There has always been a dispute about restrictive covenants’ effect on macro-level economic health. From my perspective, I am more concerned about using restrictive covenants to my clients’ benefit, as opposed to resolving this dispute; the policy implications of restrictive-covenant law are irrelevant to companies trying to protect their proprietary information. But the article leaves out a real-world benefit: increased certainty for employers and employees.

When permitted to use restrictive covenants, employers and employees have a better understanding of what will happen when the employer/employee relationship terminates. Employers can more comfortably share proprietary information with their employees, knowing that the restrictive covenants protect the employers’ interests. And employees know the precise limitations on their future employment, which can better inform their employment-related decisions.

Regardless, as I’ve discussed over and over, companies seeking to protect their proprietary information need to consider whether to require restrictive covenants. As long as the applicable jurisdiction permits them, restrictive covenants are often a company’s most powerful weapon to prevent unwanted disclosure.

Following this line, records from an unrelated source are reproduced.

//! Bounding boxes, outline points and autoscaling.

use crate::element::{Element, Kind};
use crate::fmt::fixed1_into;
use crate::geom::{BoundingBox, Margins, Point, convex_hull, point, polar_points};
use crate::text::{DeterministicTextMeasurer, TextMeasurer, TextStyle};

/// Number of outline samples taken from a circle by [`Element::points`].
pub const CIRCLE_OUTLINE_POINTS: usize = 64;

const DEFAULT_FONT_SIZE: f64 = 16.0;

impl Element {
    /// Axis-aligned bounding box in user units, ignoring stroke width.
    ///
    /// Containers return the union of their children; elements without geometry (an empty
    /// group, a path with no vertices) return `None`.
    pub fn bbox(&self) -> Option<BoundingBox> {
        match self.kind {
            Kind::Rect => {
                let (x, y) = (self.num("x"), self.num("y"));
                Some(BoundingBox::new(
                    x,
                    x + self.num("width"),
                    y,
                    y + self.num("height"),
                ))
            }
            Kind::Circle => {
                let (cx, cy, r) = (self.num("cx"), self.num("cy"), self.num("r").abs());
                Some(BoundingBox::new(cx - r, cx + r, cy - r, cy + r))
            }
            Kind::Line => Some(BoundingBox::new(self.x1(), self.x2(), self.y1(), self.y2())),
            Kind::Polyline | Kind::Polygon | Kind::Path => {
                BoundingBox::from_points(self.vertices.iter().copied())
            }
            Kind::Text => Some(self.text_bbox()),
            Kind::Svg | Kind::Group => self
                .children
                .iter()
                .filter_map(Element::bbox)
                .reduce(BoundingBox::union),
        }
    }

    fn text_bbox(&self) -> BoundingBox {
        let style = TextStyle {
            font_family: self.attr("font-family").map(str::to_string),
            font_size: self
                .attrs
                .get_f64("font-size")
                .or_else(|| {
                    self.attr("font-size")
                        .and_then(|v| v.trim().trim_end_matches("px").parse().ok())
                })
                .unwrap_or(DEFAULT_FONT_SIZE),
        };
        let metrics =
            DeterministicTextMeasurer::default().measure(self.content().unwrap_or_default(), &style);

        let (x, y) = (self.num("x"), self.num("y"));
        let x1 = match self.attr("text-anchor") {
            Some("middle") => x - metrics.width / 2.0,
            Some("end") => x - metrics.width,
            _ => x,
        };
        // Baseline sits at `y`; the estimate ignores descenders.
        BoundingBox::new(x1, x1 + metrics.width, y - style.font_size, y)
    }

    /// Outline points used for hull computations.
    pub fn points(&self) -> Vec<Point> {
        match self.kind {
            Kind::Circle => polar_points(
                CIRCLE_OUTLINE_POINTS,
                self.num("cx"),
                self.num("cy"),
                self.num("r").abs(),
            ),
            Kind::Line => vec![point(self.x1(), self.y1()), point(self.x2(), self.y2())],
            Kind::Polyline | Kind::Polygon | Kind::Path => self.vertices.clone(),
            Kind::Rect | Kind::Text => self
                .bbox()
                .map(|b| b.corners().to_vec())
                .unwrap_or_default(),
            Kind::Svg | Kind::Group => self.children.iter().flat_map(Element::points).collect(),
        }
    }

    /// Sizes this element to fit its content: sets `width`, `height` and `viewBox` from the
    /// aggregate bounding box of its descendants plus `margins`.
    pub fn autoscale(&mut self, margins: Margins) -> &mut Self {
        let Some(bbox) = self.bbox() else {
            tracing::warn!(tag = self.tag(), "autoscale skipped: element has no geometry");
            return self;
        };

        let width = bbox.width() + margins.left + margins.right;
        let height = bbox.height() + margins.top + margins.bottom;

        let mut view_box = String::new();
        fixed1_into(&mut view_box, bbox.x1 - margins.left);
        view_box.push(' ');
        fixed1_into(&mut view_box, bbox.y1 - margins.top);
        view_box.push(' ');
        fixed1_into(&mut view_box, width);
        view_box.push(' ');
        fixed1_into(&mut view_box, height);

        tracing::debug!(tag = self.tag(), view_box = view_box.as_str(), "autoscaled");
        self.set_attr("width", width)
            .set_attr("height", height)
            .set_attr("viewBox", view_box)
    }
}

/// Convex polygon enclosing every shape in `shapes`.
pub fn bounding_polygon(shapes: &[&Element]) -> Vec<Point> {
    let points: Vec<Point> = shapes.iter().flat_map(|s| s.points()).collect();
    convex_hull(&points)
}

Trade-Secrets Trial Post-Mortem

Several months ago, I tried a trade-secrets case in front of a jury and obtained a liability verdict in my client’s favor. This week, the case settled in advance of Monday’s scheduled damages trial. (Thus explaining the shortage of posts lately; I’ve been preparing for trial.) Now that it has settled, I’m going to write a series of posts about this case, since it illustrates how companies can better protect their proprietary information and the consequences of failing to do so.

My client provides services to hotels and is the largest company in its industry within its geographic market. After its sales director quit, my client found out that for at least the prior two years, he had been secretly setting up a competing company. Shortly thereafter, the sales director’s new company took my client’s largest and most important client. Since then, his company has become our largest competitor.

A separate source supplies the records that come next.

/// Closed data interval `[min, max]` along one axis.
#[derive(Debug, Clone, Copy, PartialEq)]
pub struct Extent {
    pub min: f64,
    pub max: f64,
}

impl Extent {
    pub fn new(min: f64, max: f64) -> Self {
        Self {
            min: min.min(max),
            max: min.max(max),
        }
    }

    /// Min/max of `values` by linear scan; `None` when empty.
    pub fn of(values: &[f64]) -> Option<Self> {
        let (&first, rest) = values.split_first()?;
        Some(rest.iter().fold(Self::new(first, first), |e, &v| Self {
            min: e.min.min(v),
            max: e.max.max(v),
        }))
    }

    pub fn union(self, other: Self) -> Self {
        Self {
            min: self.min.min(other.min),
            max: self.max.max(other.max),
        }
    }

    pub fn span(&self) -> f64 {
        self.max - self.min
    }

    /// A zero-width extent grows by 0.5 on each side so it can be mapped onto pixels.
    pub fn widened(self) -> Self {
        if self.span() > 0.0 {
            self
        } else {
            Self {
                min: self.min - 0.5,
                max: self.max + 0.5,
            }
        }
    }

    /// Position of `v` inside the extent, 0 at `min` and 1 at `max`.
    ///
    /// Works on halved values so extents wider than `f64::MAX` still map finitely.
    pub fn fraction(&self, v: f64) -> f64 {
        (v * 0.5 - self.min * 0.5) / (self.max * 0.5 - self.min * 0.5)
    }

    /// Value of tick `i` out of `intervals` equal steps.
    pub fn tick(&self, i: usize, intervals: usize) -> f64 {
        let t = i as f64 / intervals.max(1) as f64;
        self.min * (1.0 - t) + self.max * t
    }
}

#[cfg(test)]
mod tests {
    use super::*;

    #[test]
    fn of_scans_all_values() {
        assert_eq!(Extent::of(&[]), None);
        assert_eq!(
            Extent::of(&[3.0, -1.0, 7.5, 2.0]),
            Some(Extent::new(-1.0, 7.5))
        );
    }

    #[test]
    fn widened_only_touches_degenerate_ranges() {
        assert_eq!(Extent::new(2.0, 2.0).widened(), Extent::new(1.5, 2.5));
        assert_eq!(Extent::new(0.0, 4.0).widened(), Extent::new(0.0, 4.0));
    }

    #[test]
    fn ticks_and_fractions() {
        let e = Extent::new(0.0, 10.0);
        assert_eq!(e.tick(0, 5), 0.0);
        assert_eq!(e.tick(5, 5), 10.0);
        assert_eq!(e.tick(2, 5), 4.0);
        assert_eq!(e.fraction(2.5), 0.25);
    }

    #[test]
    fn huge_extents_stay_finite() {
        let e = Extent::new(-1e308, 1e308);
        assert!(e.span().is_infinite());
        assert_eq!(e.fraction(-1e308), 0.0);
        assert_eq!(e.fraction(1e308), 1.0);
        assert_eq!(e.fraction(0.0), 0.5);
        assert_eq!(e.tick(0, 4), -1e308);
        assert_eq!(e.tick(2, 4), 0.0);
        assert_eq!(e.tick(4, 4), 1e308);
    }
}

While we had a compelling story, we also had some problems. In particular, the sales director was not subject to a noncompete agreement. And we had limited direct evidence that his company was using my client’s proprietary information. But there was plenty of circumstantial evidence.

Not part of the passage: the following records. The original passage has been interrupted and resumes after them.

use svgplot::render::{Figure, Plot, Result};
use svgplot::{Color, Element, point};

/// Basic shapes plus a two-rule stylesheet on a 400x300 canvas.
pub fn shapes() -> Element {
    let mut svg = Element::svg();
    svg.set_attr("width", 400).set_attr("height", 300);

    svg.add_child(Element::rect(10.0, 10.0, 100.0, 50.0))
        .set_attr("fill", Color::Blue)
        .set_attr("stroke", Color::Black)
        .set_attr("stroke-width", 2);
    svg.add_child(Element::circle(200.0, 100.0, 40.0))
        .set_attr("fill", Color::Red)
        .set_attr("stroke", Color::Black)
        .set_attr("stroke-width", 2);
    svg.add_child(Element::line(50.0, 200.0, 350.0, 200.0))
        .set_attr("stroke", Color::Green)
        .set_attr("stroke-width", 4);
    svg.add_child(Element::text(150.0, 280.0, "SVG Example"))
        .set_attr("font-family", "Arial")
        .set_attr("font-size", 24)
        .set_attr("fill", Color::Black);
    svg.add_child(Element::polygon([
        point(300.0, 50.0),
        point(350.0, 100.0),
        point(300.0, 150.0),
        point(250.0, 100.0),
    ]))
    .set_attr("fill", Color::Yellow)
    .set_attr("stroke", Color::Black)
    .set_attr("stroke-width", 2);

    svg.style(".shape")
        .set_attr("fill", "none")
        .set_attr("stroke", Color::Black);
    svg.style(".text")
        .set_attr("font-family", "Arial")
        .set_attr("font-size", "24px");
    svg
}

/// Sine as a line and cosine as markers over `[0, 10]`.
pub fn plot() -> Result<Plot> {
    let x: Vec<f64> = (0..=100u32).map(|i| f64::from(i) * 0.1).collect();
    let sin: Vec<f64> = x.iter().map(|v| v.sin()).collect();
    let cos: Vec<f64> = x.iter().map(|v| v.cos()).collect();

    let mut plt = Plot::default();
    plt.plot(&x, &sin, Some(Color::Blue))?
        .scatter(&x, &cos, Some(Color::Red))?;
    Ok(plt)
}

fn sawtooth(x: f64, period: f64) -> f64 {
    2.0 * (x / period - (0.5 + x / period).floor())
}

fn triangle(x: f64, period: f64) -> f64 {
    2.0 * sawtooth(x + period / 4.0, period).abs() - 1.0
}

/// Four stacked telemetry panels sharing a 20 second time axis.
pub fn figure() -> Result<Figure> {
    let period = std::f64::consts::TAU;
    let time: Vec<f64> = (0..200u32).map(|i| f64::from(i) * 0.1).collect();
    let altitude: Vec<f64> = time.iter().map(|t| 1000.0 * t.sin()).collect();
    let target = vec![1000.0; time.len()];
    let velocity: Vec<f64> = time.iter().map(|t| 1000.0 * t.cos()).collect();
    let saw: Vec<f64> = time
        .iter()
        .map(|&t| 500.0 * sawtooth(t, period) + 500.0)
        .collect();
    let tri: Vec<f64> = time
        .iter()
        .map(|&t| 500.0 * triangle(t, period) + 500.0)
        .collect();

    let mut fig = Figure::new(800, 800);
    fig.add_subplot(4, 1, 0)?;
    fig.plot(&time, &altitude, "Altitude (m)", Some(Color::Blue))?
        .plot(&time, &target, "Target Altitude", Some(Color::Red))?;
    fig.add_subplot(4, 1, 1)?;
    fig.plot(&time, &velocity, "Velocity (m/s)", Some(Color::Green))?;
    fig.add_subplot(4, 1, 2)?;
    fig.plot(&time, &saw, "Sawtooth Wave", Some(Color::Purple))?;
    fig.add_subplot(4, 1, 3)?.set_xlabel("time (s)");
    fig.plot(&time, &tri, "Triangle Wave", Some(Color::Orange))?;
    Ok(fig)
}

We sued for violations of Florida’s Trade Secrets Act, tortious interference with business relationships, and violations of the Florida Deceptive and Unfair Trade Practices Act. From the outset, we knew we would have difficulty proving misappropriation of trade secrets, though we certainly had a good-faith basis for bringing that claim. Since there was no noncompete and we had limited hard evidence, we were hesitant to seek a temporary injunction. Instead, we proceeded with discovery. Because civil cases in Florida state court proceed slowly, it took four years between complaint and verdict.

At trial, the court directed a verdict against my client on the Trade Secrets Act claim, but allowed the tortious interference and deceptive-and-unfair-trade-practices claim to go to the jury. They took less than an hour to enter their verdict in our favor.

Had my client simply required its key employees to sign noncompete agreements, this case would have ended much earlier. We would have immediately moved for, and likely won, injunctive relief. In fact, with a noncompete, I believe the defendant never would have tried to open a competing company (he was being paid handsomely by my client). Instead, my client lost significant business, and had to suffer through and pay for years of litigation. While the ultimate result was very favorable for them, no company wants to endure this type of process.

So the critical lesson from this case, as has been repeated often in these pages, is that companies need to have their key employees sign restrictive covenants, including noncompte and nonsolicitation agreements.

In future posts, I’ll discuss some unique aspects of this case, including how we used a consumer-protection statute to get around the lack of a noncompete, and why we were unable to prove our misappropriation claim. I’ll also talk about how we were able to use a bifurcated liability and damages trial to our advantage.